Sharing My Dark Thoughts


Thursday, April 12, 2018

It’s 10:45 a.m. on a sunny April Thursday, and a girl is sitting in the dining hall, trying to eat something before she goes to her counseling session. She feels nauseous and isn’t sure if it’s because she nervous or if it’s because she needs to eat something. After eating about three spoonfuls of soup, as that’s all she can take, she sits there for a few minutes.

“There’s so many people in here, and I need to leave right now. There are people near me that are too much to handle, including the girl who rejected me as a roommate after she agreed to rooming together. This is not okay. I need to leave right now. Just leave. Get up and leave. Come on. Go. Leave. Just get up and leave. You are going to be late.”

After a few minutes, she is able to collect herself enough to make her way downstairs to wait. Once she finds an empty chair in a corner, she takes out the folder with the letter she wrote about herself and a piece of paper. She opens it and goes over the paper with her list of things she hopes to talk about in session.

“You need to calm the fuck down already. It’s not that big of a deal. You have gone to sessions so many times before, so you just need to stop all this nonsense. Just calm down. Ground yourself. See your feet are still on the floor in your shoes. Your body is still in the chair. Your hands are holding the folder and the papers. Just breathe. Not breathing does nothing to help, so come on. Just breathe.”

Then she examines her letter that contains her struggles and sufferings that she wishes she could share with her mother. She has decided that she wants to share it in session after several months of revision and contemplation.

It’s 10:58 a.m., and she walks across the room to the counseling center and passes through the doors. As she walks in, she sees two other students sitting and waiting. Seeing other students in there, waiting, makes her anxious, and she tries to ignore those feelings. She walks to the front desk to check in, then back to a chair to sit and wait. While holding her folder, she notices her hands trembling, her heart racing, and her breath getting quicker. She tries to ground while she waits for a few minutes before being taken back into the counselor’s office.

It’s 11:03 a.m., and she’s sitting in the chair across from the counselor. She has her folder and phone next to her in the chair. She feels on edge and uncomfortable in the chair as the pillow behind her is in an awkward position, but she is too nervous to move it or lean back on it. The chair makes a weird squeaking sound when one moves in it, and she is too anxious and doesn’t want to hear or make that noise. As she is sitting there with her hands shaking and her anxiety rising, her counselor greets her. 

“Good morning,” he says with a smile.

She tries to respond back and manages to weakly say, “Good morning.”

She notices that he noticed the folder she brought. Her anxiety rises because she feels like she should have spoken louder and clearer.

Her mind tells her, “Wow. Good job. You can’t even say a decent hello.”  

“How are you doing today?”

“I’m okay.” She can barely speak as she is fighting with her thoughts. “Wow. Really? Again? You can’t speak properly, can you?”

“Is there anything you want to specifically talk about today?” he questions.

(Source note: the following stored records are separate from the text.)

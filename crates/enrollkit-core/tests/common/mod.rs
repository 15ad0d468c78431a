#![allow(dead_code)]

use std::sync::Arc;
use std::time::Duration;

use chrono::{DateTime, Utc};
use enrollkit_core::auth::{build_http_client, Clock, ManualClock};
use enrollkit_core::{ApiClient, Credentials, SessionManager, SessionPolicy};
use serde_json::json;
use wiremock::matchers::{method, path};
use wiremock::{Mock, MockServer, ResponseTemplate};

pub const LOGIN: &str = "/api/user/authenticate/token";
pub const REFRESH: &str = "/api/user/authenticate/refresh-token";

pub struct Harness {
    pub server: MockServer,
    pub clock: Arc<ManualClock>,
    pub session: SessionManager,
    pub api: ApiClient,
}

impl Harness {
    pub fn now(&self) -> DateTime<Utc> {
        self.clock.now()
    }
}

pub async fn harness() -> Harness {
    harness_with_policy(SessionPolicy::default()).await
}

pub async fn harness_with_policy(policy: SessionPolicy) -> Harness {
    let server = MockServer::start().await;
    let clock = Arc::new(ManualClock::new(Utc::now()));
    let http = build_http_client(Duration::from_secs(5)).expect("Failed to build test client");
    let session = SessionManager::with_clock(
        http,
        format!("{}/api", server.uri()),
        policy,
        clock.clone(),
    );
    let api = ApiClient::new(session.clone());
    Harness {
        server,
        clock,
        session,
        api,
    }
}

pub fn credentials() -> Credentials {
    Credentials::new("student@school.edu", "correct-horse")
}

pub fn token_response(token: &str) -> ResponseTemplate {
    ResponseTemplate::new(200).set_body_json(json!({
        "access_token": token,
        "token_type": "bearer",
    }))
}

pub fn login_response(token: &str, role: &str) -> ResponseTemplate {
    ResponseTemplate::new(200)
        .insert_header("set-cookie", "refresh_token=cookie-1; HttpOnly; Path=/")
        .set_body_json(json!({
            "access_token": token,
            "refresh_token": "cookie-1",
            "token_type": "bearer",
            "role": role,
        }))
}

pub fn unauthorized(detail: &str) -> ResponseTemplate {
    ResponseTemplate::new(401).set_body_json(json!({ "detail": detail }))
}

/// Mount a one-shot login and sign in with it.
pub async fn sign_in(h: &Harness, token: &str) {
    Mock::given(method("POST"))
        .and(path(LOGIN))
        .respond_with(login_response(token, "Student"))
        .up_to_n_times(1)
        .expect(1)
        .mount(&h.server)
        .await;

    h.session
        .authenticate(&credentials())
        .await
        .expect("sign in should succeed");
}

/// Authorization header values of every request received on a path.
pub async fn authorization_headers(server: &MockServer, request_path: &str) -> Vec<Option<String>> {
    server
        .received_requests()
        .await
        .unwrap_or_default()
        .into_iter()
        .filter(|r| r.url.path() == request_path)
        .map(|r| {
            r.headers
                .get("authorization")
                .and_then(|v| v.to_str().ok())
                .map(str::to_string)
        })
        .collect()
}
//! REST API client module for the university enrollment service.
//!
//! This module provides the `ApiClient`, a wrapper around `reqwest` that
//! attaches the session's bearer token to every secured call and retries
//! a request once after refreshing the session when the server answers 401.
//!
//! The refresh token itself lives in an HTTP-only cookie held by the
//! client's cookie store and is never read by this crate.

pub mod client;
pub mod error;
mod structure;

pub use client::{ApiClient, OutboundRequest};
pub use error::{ApiError, AuthenticationError, SessionError};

She thinks he is wondering about the folder she has brought in, so she opens the folder and takes out a paper with her list.

“Um, yes, there are some things that I wanted to talk about today,” she responds in a somewhat shaky voice and looks at the paper.

“Don’t do it. You can’t do it. You shouldn’t be doing this because you’re not going to be able to. You can’t do it. You don’t matter enough to bring this up. If you can barely even say hello,you most definitely can’t talk about this stuff.”

Her mind is telling her these lies over and over again.

“Alright, go ahead.”

As she holds the paper, her hands are shaking, and her thoughts are becoming louder. She stares at the page trying to decide what she wants to talk about first. Her mind is racing, and she can’t make a decision. She stares for awhile longer, with her anxiety rising to severely high levels. As she continues to look at the page, her thoughts are interrupted for a moment by a voice. She hears what he is saying, but her thoughts are trying to drown him out. She is stuck in her mind and is starting to panic because she doesn’t think she will be able to speak. She wants to talk about these topics on her paper but is too afraid. She isn’t sure why she’s so afraid. It might be because it contains hard and painful things. She continues to stare at the page until she is no longer able to look at it, so she folds it back up. She tries not to dissociate and to keep herself in the room. Her counselor starts talking again and telling her some things she doesn’t quite remember.

A few minutes pass that are now a blur to her. She dissociates and is now trapped in her mind trying to calm herself, but it’s not working. Her breathing is getting quicker, and her hands are shaking more. She doesn’t quite know what is going on now, and everything is a blur. After a little while, she is finally able to calm herself enough. As she stares at her paper, her counselor tells her she can put the paper down. She can’t let it go because of the anxiety, and she is stuck here not knowing what to do. Eventually, she can’t take the anxiety anymore, so she puts the paper down. After a few more minutes of a blur, she is finally able to collect herself enough to tell him what she wanted to talk about. She decides she is just going to do it and get it over with otherwise she will regret it later. She hesitates, then somehow manages to summon enough courage to speak.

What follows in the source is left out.